- Opening Delimiter -
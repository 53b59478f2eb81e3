//! ECDH handshake manager.
//!
//! # Responsibilities
//! - Validate the handshake headers (presence, then type, then key decoding)
//! - Run X25519 agreement against the server identity
//! - Register the resulting session, superseding any previous one
//!
//! # Design Decisions
//! - Headers arrive as a JSON map so that non-string values can be
//!   reported as `InvalidHeaderTypes` rather than silently coerced
//! - Nothing is written to the session store unless every step succeeded

use std::sync::Arc;

use axum::http::HeaderMap;
use serde_json::{Map, Value};

use crate::crypto::{decode_public_jwk, ServerIdentity};
use crate::error::{TunnelError, TunnelResult};
use crate::session::SessionStore;

/// Client ECDH public key (base64 JWK).
pub const ECDH_INIT_HEADER: &str = "x-ecdh-init";
/// Session identifier chosen by the client.
pub const CLIENT_UUID_HEADER: &str = "x-client-uuid";
/// Opaque token bound to the session.
pub const AUTH_TOKEN_HEADER: &str = "mp-jwt";
/// Token header on handshake and tunneled responses.
pub const AUTH_TOKEN_RESPONSE_HEADER: &str = "mp-JWT";
/// Exported session key, only sent when explicitly enabled.
pub const SHARED_SECRET_HEADER: &str = "x-shared-secret";

const REQUIRED_HEADERS: [&str; 3] = [ECDH_INIT_HEADER, CLIENT_UUID_HEADER, AUTH_TOKEN_HEADER];

/// Result of a completed handshake.
#[derive(Clone)]
pub struct HandshakeOutcome {
    pub client_uuid: String,
    /// base64 octet JWK of the derived session key.
    pub shared_secret_b64: String,
    /// base64 JWK of the server public key.
    pub server_public_b64: String,
    pub auth_token: String,
}

impl std::fmt::Debug for HandshakeOutcome {
    fn fmt(&self, f: &mut std::fmt::Formatter<'_>) -> std::fmt::Result {
        f.debug_struct("HandshakeOutcome")
            .field("client_uuid", &self.client_uuid)
            .field("shared_secret_b64", &"<redacted>")
            .field("server_public_b64", &self.server_public_b64)
            .finish_non_exhaustive()
    }
}

/// Performs key agreement and registers sessions.
#[derive(Clone)]
pub struct HandshakeManager {
    identity: Arc<ServerIdentity>,
    store: Arc<dyn SessionStore>,
}

impl HandshakeManager {
    pub fn new(identity: Arc<ServerIdentity>, store: Arc<dyn SessionStore>) -> Self {
        Self { identity, store }
    }

    pub fn identity(&self) -> &ServerIdentity {
        &self.identity
    }

    /// Run a handshake from the request headers.
    pub async fn initialize(&self, headers: &Map<String, Value>) -> TunnelResult<HandshakeOutcome> {
        // 1. Presence
        let missing: Vec<String> = REQUIRED_HEADERS
            .iter()
            .filter(|name| !headers.contains_key(**name))
            .map(|name| name.to_string())
            .collect();
        if !missing.is_empty() {
            return Err(TunnelError::MissingHeaders(missing));
        }

        // 2. Type
        let invalid: Vec<String> = REQUIRED_HEADERS
            .iter()
            .filter(|name| !headers[**name].is_string())
            .map(|name| name.to_string())
            .collect();
        if !invalid.is_empty() {
            return Err(TunnelError::InvalidHeaderTypes(invalid));
        }

        let text = |name: &str| headers[name].as_str().unwrap_or_default();
        let client_uuid = text(CLIENT_UUID_HEADER);
        let auth_token = text(AUTH_TOKEN_HEADER);

        // 3. Decode client key
        let client_public = decode_public_jwk(text(ECDH_INIT_HEADER))?;

        // 4. Agree and persist
        let key = self.identity.agree(&client_public)?;
        let shared_secret_b64 = key.to_jwk_b64();
        self.store.add_session(client_uuid, key, auth_token).await?;

        tracing::info!(client_uuid = %client_uuid, "ECDH handshake completed");

        Ok(HandshakeOutcome {
            client_uuid: client_uuid.to_string(),
            shared_secret_b64,
            server_public_b64: self.identity.public_jwk_b64(),
            auth_token: auth_token.to_string(),
        })
    }
}

/// Flatten HTTP headers into the JSON map the handshake validates.
///
/// Names are lowercase. A repeated header becomes an array and a value that
/// is not valid UTF-8 becomes `null`; both then fail the type check.
pub fn headers_to_json(headers: &HeaderMap) -> Map<String, Value> {
    let mut map = Map::new();
    for name in headers.keys() {
        let values: Vec<Value> = headers
            .get_all(name)
            .iter()
            .map(|v| match v.to_str() {
                Ok(s) => Value::String(s.to_string()),
                Err(_) => Value::Null,
            })
            .collect();
        let value = match <[Value; 1]>::try_from(values) {
            Ok([single]) => single,
            Err(values) => Value::Array(values),
        };
        map.insert(name.as_str().to_string(), value);
    }
    map
}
- Closing Delimiter -
→ Task: Where the string "HandshakeManager" appears in a line of the entries above, return that line.

→ Response to the task:
pub struct HandshakeManager {
impl HandshakeManager {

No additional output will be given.